Thrown off of one chimera, Balzac very quickly mounted a new one, and he set out for another voyage in the blue with that childlike innocence which in him was combined with the profoundest sagacity and the shrewdest intellect.

So many bizarre projects he has described to me, so many strange paradoxes he has defended to me, always with the same good faith! Sometimes he would maintain that one should live on nine sous a day, sometimes he would require one hundred thousand francs in order to be most comfortable. Once, when I asked him to reconcile the accounting, he responded to the objection that thirty thousand francs still remained unallocated. "Ah well! That is for the butter and the radishes. In what even slightly proper house does one not eat thirty thousand francs of radishes and butter?" I wish I could portray the look of sovereign disdain he cast on me as he gave that triumphal reason; that look said: "Decidedly Theo is nothing but a contemptible person, a skinned rat, a pitiful spirit; he understands nothing of a grand existence and he has all his life eaten only the salted butter of Brittany."

Les Jardies attracted a great deal of attention from the public when Balzac bought it with the honorable intention of making an investment for his mother. While riding on the railway that passes Ville‑d'Avray, every passenger would look with curiosity at that little house, half cottage, half chalet, which rose in the middle of a clay slope.

This plot of land, in Balzac's opinion, was the best in the world; formerly, he asserted, a certain celebrated wine was grown there, and the grapes, thanks to an unparalleled exposure, baked like the grapes of Tokaj on the Bohemian hills. The sun, it is true, had the freedom to ripen the crop in this place, where there existed only a single tree. Balzac tried to enclose this property with walls, which became famous for obstinately collapsing or sliding all in one piece down the steep escarpment, and he dreamed of the most fabulous and the most exotic crops for this heavenly place. Here comes naturally the anecdote of the pineapples, which has been so often repeated that I would not tell it again except to add one truly characteristic trait. Here is the project: one hundred thousand feet of pineapples were planted within the boundaries of Les Jardies, transformed into greenhouses that required only limited heat due to the sunniness of the site. The pineapples were going to be sold for five francs instead of the one louis that they ordinarily cost, for a total of five hundred thousand francs; from this sum it was necessary to deduct one hundred thousand francs for the costs of cultivation, equipment, and coal; there remained therefore a net profit of four hundred thousand francs which would constitute a splendid profit for the happy proprietor, "without the least bit of writing," he added. That was nothing, Balzac had a thousand projects like this; but the beauty of this was that we sought together, on the Boulevard Montmartre, a shop for the sale of the pineapples that were still in the form of seeds. The shop was to be painted black with thin gold stripes, and carry on its sign, in enormous letters: "PINEAPPLES FROM LES JARDIES."

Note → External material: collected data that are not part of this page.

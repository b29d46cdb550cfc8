//! Repository factory for dependency injection.
//!
//! Selects and builds the storage backend named in configuration.

use std::str::FromStr;
use std::sync::Arc;

use super::repositories::LocalRepository;
use super::repository::{FullRepository, RepositoryError, RepositoryResult};
use crate::config::RepositorySettings;

/// Repository type configuration.
#[derive(Debug, Clone, Copy, PartialEq, Eq)]
pub enum RepositoryType {
    /// In-memory local repository
    Local,
}

impl FromStr for RepositoryType {
    type Err = String;

    /// Parse repository type from string ("local", "memory").
    fn from_str(s: &str) -> Result<Self, Self::Err> {
        match s.to_lowercase().as_str() {
            "local" | "memory" | "in-memory" => Ok(Self::Local),
            _ => Err(format!("Unknown repository type: {}", s)),
        }
    }
}

impl RepositoryType {
    /// Read `REPOSITORY_TYPE`, defaulting to Local.
    pub fn from_env() -> Result<Self, String> {
        match std::env::var("REPOSITORY_TYPE") {
            Ok(val) => val.parse(),
            Err(_) => Ok(Self::Local),
        }
    }
}

/// Repository factory for creating repository instances.
///
/// # Example
/// ```ignore
/// use giftech_admin::db::{RepositoryFactory, RepositoryType};
///
/// let repo = RepositoryFactory::create(RepositoryType::Local);
/// ```
pub struct RepositoryFactory;

impl RepositoryFactory {
    /// Create a repository instance based on type.
    pub fn create(repo_type: RepositoryType) -> Arc<dyn FullRepository> {
        match repo_type {
            RepositoryType::Local => Self::create_local(),
        }
    }

    /// Create an in-memory local repository.
    pub fn create_local() -> Arc<dyn FullRepository> {
        Arc::new(LocalRepository::new())
    }

    /// Create the repository described by the `[repository]` config section.
    pub fn from_settings(settings: &RepositorySettings) -> RepositoryResult<Arc<dyn FullRepository>> {
        let repo_type = RepositoryType::from_str(&settings.repo_type).map_err(|e| {
            RepositoryError::configuration(format!("Invalid repository type: {}", e))
        })?;
        Ok(Self::create(repo_type))
    }
}

#[cfg(test)]
mod tests {
    use super::*;

    #[test]
    fn test_repository_type_from_str() {
        assert_eq!(RepositoryType::from_str("local").unwrap(), RepositoryType::Local);
        assert_eq!(RepositoryType::from_str("Memory").unwrap(), RepositoryType::Local);
        assert!(RepositoryType::from_str("mongodb").is_err());
    }

    #[tokio::test]
    async fn test_create_local_repository() {
        let repo = RepositoryFactory::create_local();
        assert!(repo.health_check().await.unwrap());
    }

    #[tokio::test]
    async fn test_from_settings_rejects_unknown_backend() {
        let settings = RepositorySettings {
            repo_type: "cassandra".to_string(),
        };
        let err = RepositoryFactory::from_settings(&settings).err().unwrap();
        assert!(matches!(err, RepositoryError::ConfigurationError { .. }));

        let settings = RepositorySettings {
            repo_type: "local".to_string(),
        };
        let repo = RepositoryFactory::from_settings(&settings).unwrap();
        assert!(repo.health_check().await.unwrap());
    }
}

For Balzac, the one hundred thousand pineapples were already raising their plumes of serrated leaves above their great lozenged cones under immense glass roofs: he saw them; he swelled in the high temperature of the greenhouse, he breathed in the tropical scent through his passionately open nostrils; and when, having returned to his home, he watched, while leaning on the window, the snow descend silently onto the bare slopes, he still only gave up his illusion with difficulty.

Yet he followed my advice to hold off on renting the shop until the following year in order to avoid an unnecessary expense.

I write my reminiscences as they return to me, without trying to place in order things which are better left apart. Besides, as Boileau said, transitions are the great difficulty of poetry, and of newspaper articles too, I will add; but modern journalists have neither as much conscience nor even more importantly as much leisure as the legislator of Parnasse.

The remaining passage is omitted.